== WHAT YOU ARE ASKED TO DO ==
Across the entries below, how many lines contain the string "match"? Give only the count.

== GIVEN ENTRIES ==
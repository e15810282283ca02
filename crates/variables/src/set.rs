//! The variables available in one model run.

use std::collections::BTreeMap;
use std::sync::Arc;

use chrono::NaiveDate;
use hydroscope_calendar::TimeUnits;
use hydroscope_elements::{ElementIndex, ElevationTable};
use hydroscope_io::ArrayStore;
use tracing::{info, warn};

use crate::derived::DerivedVariable;
use crate::error::VariableError;
use crate::registry::VariableId;
use crate::stored::StoredVariable;
use crate::variable::Variable;

/// Registered variables that loaded successfully, in registry order.
#[derive(Clone, Default)]
pub struct VariableSet {
    variables: BTreeMap<VariableId, Arc<dyn Variable>>,
}

impl VariableSet {
    /// Opens every registered variable present in `store`.
    ///
    /// Derived variables are added when their base loaded. Time offsets
    /// without units are hours since `start_date`.
    pub fn load(
        store: &dyn ArrayStore,
        index: Arc<ElementIndex>,
        elevations: &ElevationTable,
        start_date: NaiveDate,
    ) -> Result<Self, VariableError> {
        let default_units = TimeUnits::hours_since(start_date);
        let mut set = Self::default();
        for id in VariableId::ALL {
            let spec = id.spec();
            match spec.derived_from {
                None => {
                    if let Some(v) =
                        StoredVariable::open(store, spec, Arc::clone(&index), default_units)?
                    {
                        set.insert(id, Arc::new(v));
                    }
                }
                Some(base_id) => match set.get(base_id) {
                    Some(base) => {
                        let derived = DerivedVariable::new(spec, base, elevations.clone());
                        set.insert(id, Arc::new(derived));
                    }
                    None => warn!(
                        variable = spec.name,
                        base = base_id.spec().name,
                        "base variable missing, derived variable unavailable"
                    ),
                },
            }
        }
        info!(
            source = %store.source_name(),
            variables = ?set.available().iter().map(|id| id.spec().name).collect::<Vec<_>>(),
            "loaded variables"
        );
        Ok(set)
    }

    pub fn insert(&mut self, id: VariableId, variable: Arc<dyn Variable>) {
        self.variables.insert(id, variable);
    }

    pub fn get(&self, id: VariableId) -> Option<Arc<dyn Variable>> {
        self.variables.get(&id).cloned()
    }

    /// Like [`VariableSet::get`] but with an error naming the variable.
    pub fn require(&self, id: VariableId) -> Result<Arc<dyn Variable>, VariableError> {
        self.get(id).ok_or_else(|| VariableError::NotFound {
            what: format!("variable '{}'", id.spec().name),
        })
    }

    pub fn contains(&self, id: VariableId) -> bool {
        self.variables.contains_key(&id)
    }

    pub fn available(&self) -> Vec<VariableId> {
        self.variables.keys().copied().collect()
    }

    pub fn len(&self) -> usize {
        self.variables.len()
    }

    pub fn is_empty(&self) -> bool {
        self.variables.is_empty()
    }

    pub fn iter(&self) -> impl Iterator<Item = (VariableId, &Arc<dyn Variable>)> {
        self.variables.iter().map(|(&id, v)| (id, v))
    }
}

impl std::fmt::Debug for VariableSet {
    fn fmt(&self, f: &mut std::fmt::Formatter<'_>) -> std::fmt::Result {
        f.debug_list().entries(self.variables.keys()).finish()
    }
}
//! Accumulated validation utilities.
//!
//! Provides [`ValidationCollector`] for gathering multiple validation errors
//! into a single [`IoError::Validation`], plus the layout check run when a
//! store is opened.

use crate::error::IoError;
use crate::store::{ArrayStore, CONSTANTS};

// ---------------------------------------------------------------------------
// ValidationCollector
// ---------------------------------------------------------------------------

/// Accumulates validation errors and converts them into a single
/// [`IoError::Validation`].
pub(crate) struct ValidationCollector {
    errors: Vec<String>,
}

impl ValidationCollector {
    pub(crate) fn new() -> Self {
        Self { errors: Vec::new() }
    }

    pub(crate) fn push(&mut self, msg: impl Into<String>) {
        self.errors.push(msg.into());
    }

    #[cfg(test)]
    pub(crate) fn len(&self) -> usize {
        self.errors.len()
    }

    /// `Ok(())` if nothing was recorded, otherwise one error joining every
    /// message with `"; "`.
    pub(crate) fn finish(self) -> Result<(), IoError> {
        if self.errors.is_empty() {
            Ok(())
        } else {
            Err(IoError::Validation {
                count: self.errors.len(),
                details: self.errors.join("; "),
            })
        }
    }
}

// ---------------------------------------------------------------------------
// Store layout
// ---------------------------------------------------------------------------

/// Checks the constant tables every model needs.
///
/// `CONSTANTS/number` must be 2-D or 3-D and `CONSTANTS/surf_elv` must be
/// 1-D. Variables are not checked here; a missing variable is simply not
/// offered.
pub fn check_layout(store: &dyn ArrayStore) -> Result<(), IoError> {
    let mut c = ValidationCollector::new();

    match store.constant("number") {
        Ok(number) if !(2..=3).contains(&number.values.ndim()) => c.push(format!(
            "{CONSTANTS}/number must have 2 or 3 dimensions, found {}",
            number.values.ndim()
        )),
        Ok(_) => {}
        Err(_) => c.push(format!("{CONSTANTS}/number is missing")),
    }

    match store.constant("surf_elv") {
        Ok(elv) if elv.values.ndim() != 1 => c.push(format!(
            "{CONSTANTS}/surf_elv must be 1-D, found {} dimensions",
            elv.values.ndim()
        )),
        Ok(_) => {}
        Err(_) => c.push(format!("{CONSTANTS}/surf_elv is missing")),
    }

    c.finish()
}

#[cfg(test)]
mod tests {
    use super::*;
    use crate::memory::MemoryStore;

    #[test]
    fn collector_empty_is_ok() {
        let c = ValidationCollector::new();
        assert_eq!(c.len(), 0);
        assert!(c.finish().is_ok());
    }

    #[test]
    fn collector_joins_messages() {
        let mut c = ValidationCollector::new();
        c.push("error one");
        c.push("error two");
        match c.finish().unwrap_err() {
            IoError::Validation { count, details } => {
                assert_eq!(count, 2);
                assert_eq!(details, "error one; error two");
            }
            other => panic!("expected IoError::Validation, got {other:?}"),
        }
    }

    #[test]
    fn layout_ok() {
        let store = MemoryStore::new("m")
            .with_values("CONSTANTS/number", &[2, 2], vec![1.0, 2.0, 0.0, 3.0])
            .unwrap()
            .with_values("CONSTANTS/surf_elv", &[3], vec![10.0, 11.0, 12.0])
            .unwrap();
        assert!(check_layout(&store).is_ok());
    }

    #[test]
    fn layout_reports_every_problem() {
        let store = MemoryStore::new("m")
            .with_values("CONSTANTS/number", &[4], vec![1.0, 2.0, 0.0, 3.0])
            .unwrap();
        match check_layout(&store).unwrap_err() {
            IoError::Validation { count, details } => {
                assert_eq!(count, 2);
                assert!(details.contains("2 or 3 dimensions"));
                assert!(details.contains("surf_elv is missing"));
            }
            other => panic!("expected IoError::Validation, got {other:?}"),
        }
    }
}
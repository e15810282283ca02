//! The read contract shared by stored and derived variables.

use chrono::NaiveDateTime;
use hydroscope_series::Series;
use serde::Serialize;

use crate::error::VariableError;
use crate::registry::VariableSpec;

/// Every element's value at one time step.
#[derive(Debug, Clone, PartialEq, Serialize)]
pub struct TimeSlice {
    pub time: NaiveDateTime,
    /// Element numbers, ascending.
    pub elements: Vec<u32>,
    /// One value per entry of `elements`.
    pub values: Vec<f64>,
}

impl TimeSlice {
    /// Value for `number`, if the slice covers it.
    pub fn get(&self, number: u32) -> Option<f64> {
        self.elements
            .binary_search(&number)
            .ok()
            .map(|i| self.values[i])
    }

    pub fn len(&self) -> usize {
        self.elements.len()
    }

    pub fn is_empty(&self) -> bool {
        self.elements.is_empty()
    }

    /// Pairs of `(element, value)`.
    pub fn iter(&self) -> impl Iterator<Item = (u32, f64)> + '_ {
        self.elements.iter().copied().zip(self.values.iter().copied())
    }

    /// Applies `f(element, value)` to every entry.
    pub fn map(
        &self,
        mut f: impl FnMut(u32, f64) -> Result<f64, VariableError>,
    ) -> Result<Self, VariableError> {
        let values = self
            .iter()
            .map(|(n, v)| f(n, v))
            .collect::<Result<Vec<_>, _>>()?;
        Ok(Self {
            time: self.time,
            elements: self.elements.clone(),
            values,
        })
    }
}

/// A model output quantity readable per element or per time step.
///
/// Reads never mutate the variable and may be issued from several threads.
pub trait Variable: Send + Sync {
    fn spec(&self) -> &VariableSpec;

    /// Timestamps of the time axis.
    fn times(&self) -> &[NaiveDateTime];

    /// Element numbers this variable is defined on, ascending.
    fn elements(&self) -> &[u32];

    /// The full time series at one element.
    ///
    /// # Errors
    ///
    /// Returns [`VariableError::NotFound`] if `number` is not in
    /// [`Variable::elements`].
    fn element_series(&self, number: u32) -> Result<Series, VariableError>;

    /// All element values at time index `t`.
    ///
    /// # Errors
    ///
    /// Returns [`VariableError::OutOfRange`] if `t` is past the time axis.
    fn time_slice(&self, t: usize) -> Result<TimeSlice, VariableError>;

    fn name(&self) -> &'static str {
        self.spec().name
    }

    fn label(&self) -> &'static str {
        self.spec().label
    }

    fn is_river(&self) -> bool {
        self.spec().is_river()
    }

    fn n_times(&self) -> usize {
        self.times().len()
    }
}

#[cfg(test)]
mod tests {
    use chrono::NaiveDate;

    use super::*;

    fn slice() -> TimeSlice {
        TimeSlice {
            time: NaiveDate::from_ymd_opt(2020, 1, 1)
                .unwrap()
                .and_hms_opt(0, 0, 0)
                .unwrap(),
            elements: vec![1, 2, 4],
            values: vec![0.5, 1.5, 2.5],
        }
    }

    #[test]
    fn lookup_by_element() {
        let s = slice();
        assert_eq!(s.get(2), Some(1.5));
        assert_eq!(s.get(3), None);
        assert_eq!(s.len(), 3);
    }

    #[test]
    fn map_keeps_elements() {
        let s = slice().map(|n, v| Ok(n as f64 - v)).unwrap();
        assert_eq!(s.elements, vec![1, 2, 4]);
        assert_eq!(s.values, vec![0.5, 0.5, 1.5]);
    }
}
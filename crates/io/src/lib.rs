//! # hydroscope-io
//!
//! The file boundary of hydroscope: a read-only [`ArrayStore`] over model
//! output (NetCDF-4/HDF5 on disk, or in memory for fixtures), the terrain
//! raster header, and the small text formats around a model run: observed
//! series, outlet discharge and value exports.

mod discharge;
mod error;
mod export;
mod memory;
mod netcdf_store;
mod observed;
mod store;
mod terrain;
mod validate;

pub use discharge::{discharge_file_name, discharge_path, parse_discharge, read_discharge};
pub use error::IoError;
pub use export::{export_file_name, write_export, write_export_file};
pub use memory::MemoryStore;
pub use netcdf_store::NetcdfStore;
pub use observed::{OBSERVED_NAME, parse_observed, read_observed};
pub use store::{ArrayStore, CONSTANTS, StoredArray, VARIABLES, strip_ordinal};
pub use terrain::{Anchor, CellBounds, RasterHeader};
pub use validate::check_layout;
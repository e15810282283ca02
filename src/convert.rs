//! Pure conversion functions: TOML config structs -> crate API config types.

use anyhow::{Context, Result};
use hydroscope_compare::{ModelConfig, ViewConfig};
use hydroscope_elements::CoordinateReference;
use hydroscope_variables::VariableId;

use crate::config::{ModelToml, ViewToml};

/// Parses a coordinate reference such as `bng`, `wgs84` or `utm:30n`.
pub fn parse_crs(s: &str) -> Result<CoordinateReference> {
    s.parse::<CoordinateReference>()
        .with_context(|| format!("unknown coordinate reference: {s:?}"))
}

/// Parses a variable name such as `ph_depth` or `table_elev`.
pub fn parse_variable(s: &str) -> Result<VariableId> {
    s.parse::<VariableId>().with_context(|| {
        let known: Vec<&str> = VariableId::ALL.iter().map(|id| id.spec().name).collect();
        format!("unknown variable {s:?} (known: {})", known.join(", "))
    })
}

/// Builds a [`ModelConfig`] from one `[[model]]` entry.
///
/// Unnamed models are called `model <n>`, counting from 1.
pub fn build_model_config(model: &ModelToml, position: usize) -> Result<ModelConfig> {
    let name = model
        .name
        .clone()
        .unwrap_or_else(|| format!("model {}", position + 1));
    let mut cfg = ModelConfig::new(&model.store, &model.terrain)
        .with_name(name)
        .with_start_date(model.start_date)
        .with_crs(parse_crs(&model.crs)?);
    if let Some(ref c) = model.catchment {
        cfg = cfg.with_catchment(c);
    }
    cfg.validate()?;
    Ok(cfg)
}

/// Builds a [`ViewConfig`] from the TOML view section.
pub fn build_view_config(view: &ViewToml) -> Result<ViewConfig> {
    let cfg = ViewConfig::default()
        .with_monthly_means(view.monthly_means)
        .with_zoom(view.zoom);
    cfg.validate()?;
    Ok(cfg)
}
use tracing_subscriber::EnvFilter;

/// All workspace crate targets that should receive log output.
const CRATE_TARGETS: &[&str] = &[
    "hydroscope",
    "hydroscope_calendar",
    "hydroscope_compare",
    "hydroscope_elements",
    "hydroscope_io",
    "hydroscope_series",
    "hydroscope_stats",
    "hydroscope_variables",
];

/// Initialize tracing based on CLI verbosity level.
///
/// Mapping:
/// - 0 (none) -> warn
/// - 1 (-v)   -> info
/// - 2 (-vv)  -> debug
/// - 3+ (-vvv)-> trace
///
/// `RUST_LOG` overrides the flag when set. Output goes to stderr so JSON on
/// stdout stays clean.
pub fn init(verbosity: u8) {
    let level = match verbosity {
        0 => "warn",
        1 => "info",
        2 => "debug",
        _ => "trace",
    };

    let default_filter: String = CRATE_TARGETS
        .iter()
        .map(|t| format!("{t}={level}"))
        .collect::<Vec<_>>()
        .join(",");

    let filter =
        EnvFilter::try_from_default_env().unwrap_or_else(|_| EnvFilter::new(default_filter));

    tracing_subscriber::fmt()
        .with_env_filter(filter)
        .with_writer(std::io::stderr)
        .init();
}
//! # hydroscope-variables
//!
//! Model output variables behind one read contract, [`Variable`]:
//! a full series at one element, or every element at one time step.
//!
//! ```mermaid
//! graph LR
//!     S["ArrayStore"] -->|"StoredVariable::open()"| V["StoredVariable"]
//!     V --> D["DerivedVariable<br/>elevation - base"]
//!     V --> Set["VariableSet"]
//!     D --> Set
//!     Set -->|".element_series(n)"| Series
//!     Set -->|".time_slice(t)"| TimeSlice
//! ```
//!
//! The registry in [`VariableId`] is fixed. A registered variable missing
//! from a store, or whose arrays do not fit the element numbering, is left
//! out of the [`VariableSet`] with a warning.

mod derived;
mod error;
mod registry;
mod set;
mod stored;
mod variable;

pub use derived::DerivedVariable;
pub use error::VariableError;
pub use registry::{Reduction, ShapeClass, VariableId, VariableSpec};
pub use set::VariableSet;
pub use stored::StoredVariable;
pub use variable::{TimeSlice, Variable};
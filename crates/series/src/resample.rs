//! Periodic resampling to coarser means.

use std::collections::BTreeMap;

use chrono::TimeDelta;
use hydroscope_calendar::MonthKey;
use hydroscope_stats::finite_mean;

use crate::series::Series;

/// Series whose native interval is at least this many days are never
/// resampled to months.
pub const MONTHLY_THRESHOLD_DAYS: i64 = 28;

/// Target period of a resample.
#[derive(Debug, Clone, Copy, PartialEq, Eq)]
pub enum Period {
    /// Calendar months, labelled by their last day at midnight.
    Monthly,
}

impl Period {
    fn threshold(self) -> TimeDelta {
        match self {
            Period::Monthly => TimeDelta::days(MONTHLY_THRESHOLD_DAYS),
        }
    }
}

/// Replaces each period's samples with their mean.
///
/// Only applied when the native interval of `series` is finer than the
/// period; a series that is already as coarse, or has fewer than two
/// samples, is returned unchanged. Every month between the first and last
/// sample gets an output point, NaN when the month holds no finite value.
pub fn resample(series: &Series, period: Period) -> Series {
    let Some(interval) = series.native_interval() else {
        return series.clone();
    };
    if interval >= period.threshold() {
        tracing::debug!(
            series = series.name(),
            interval_hours = interval.num_hours(),
            "native interval is already coarse, not resampling"
        );
        return series.clone();
    }

    let mut buckets: BTreeMap<MonthKey, Vec<f64>> = BTreeMap::new();
    for (time, value) in series.iter() {
        buckets.entry(MonthKey::of(time)).or_default().push(value);
    }

    let (Some(&first), Some(&last)) = (buckets.keys().next(), buckets.keys().next_back()) else {
        return series.clone();
    };

    let mut pairs = Vec::with_capacity(buckets.len());
    let mut key = first;
    loop {
        let value = buckets
            .get(&key)
            .and_then(|values| finite_mean(values))
            .unwrap_or(f64::NAN);
        pairs.push((key.label(), value));
        if key == last {
            break;
        }
        key = key.next();
    }

    Series::from_unsorted(series.name(), pairs)
}

#[cfg(test)]
mod tests {
    use approx::assert_relative_eq;
    use chrono::{NaiveDate, NaiveDateTime};

    use super::*;

    fn midnight(y: i32, m: u32, d: u32) -> NaiveDateTime {
        NaiveDate::from_ymd_opt(y, m, d)
            .unwrap()
            .and_hms_opt(0, 0, 0)
            .unwrap()
    }

    fn daily(n: usize, start: NaiveDateTime) -> Series {
        let times = (0..n).map(|i| start + TimeDelta::days(i as i64)).collect();
        let values = (0..n).map(|i| i as f64).collect();
        Series::new("daily", times, values).unwrap()
    }

    #[test]
    fn test_sixty_days_give_two_months() {
        let s = daily(60, midnight(2000, 1, 1));
        let m = resample(&s, Period::Monthly);
        assert_eq!(m.len(), 2);
        assert_eq!(m.times(), &[midnight(2000, 1, 31), midnight(2000, 2, 29)]);
        // January holds 0..=30, February 31..=59
        assert_relative_eq!(m.values()[0], 15.0);
        assert_relative_eq!(m.values()[1], 45.0);
        assert_eq!(m.name(), "daily");
    }

    #[test]
    fn test_coarse_series_left_unchanged() {
        let times = vec![
            midnight(2000, 1, 31),
            midnight(2000, 2, 29),
            midnight(2000, 3, 31),
        ];
        let s = Series::new("monthly", times, vec![1.0, 2.0, 3.0]).unwrap();
        assert_eq!(resample(&s, Period::Monthly), s);
    }

    #[test]
    fn test_single_sample_left_unchanged() {
        let s = daily(1, midnight(2000, 1, 1));
        assert_eq!(resample(&s, Period::Monthly), s);
    }

    #[test]
    fn test_gap_month_is_nan() {
        let times = vec![
            midnight(2000, 1, 1),
            midnight(2000, 1, 2),
            midnight(2000, 3, 1),
        ];
        let s = Series::new("gappy", times, vec![1.0, 3.0, 5.0]).unwrap();
        let m = resample(&s, Period::Monthly);
        assert_eq!(m.len(), 3);
        assert_relative_eq!(m.values()[0], 2.0);
        assert!(m.values()[1].is_nan());
        assert_relative_eq!(m.values()[2], 5.0);
    }

    #[test]
    fn test_nan_values_skipped_in_mean() {
        let s = Series::new(
            "n",
            vec![midnight(2000, 1, 1), midnight(2000, 1, 2), midnight(2000, 1, 3)],
            vec![1.0, f64::NAN, 3.0],
        )
        .unwrap();
        let m = resample(&s, Period::Monthly);
        assert_relative_eq!(m.values()[0], 2.0);
    }
}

== SOLUTION TO THIS EXERCISE ==
8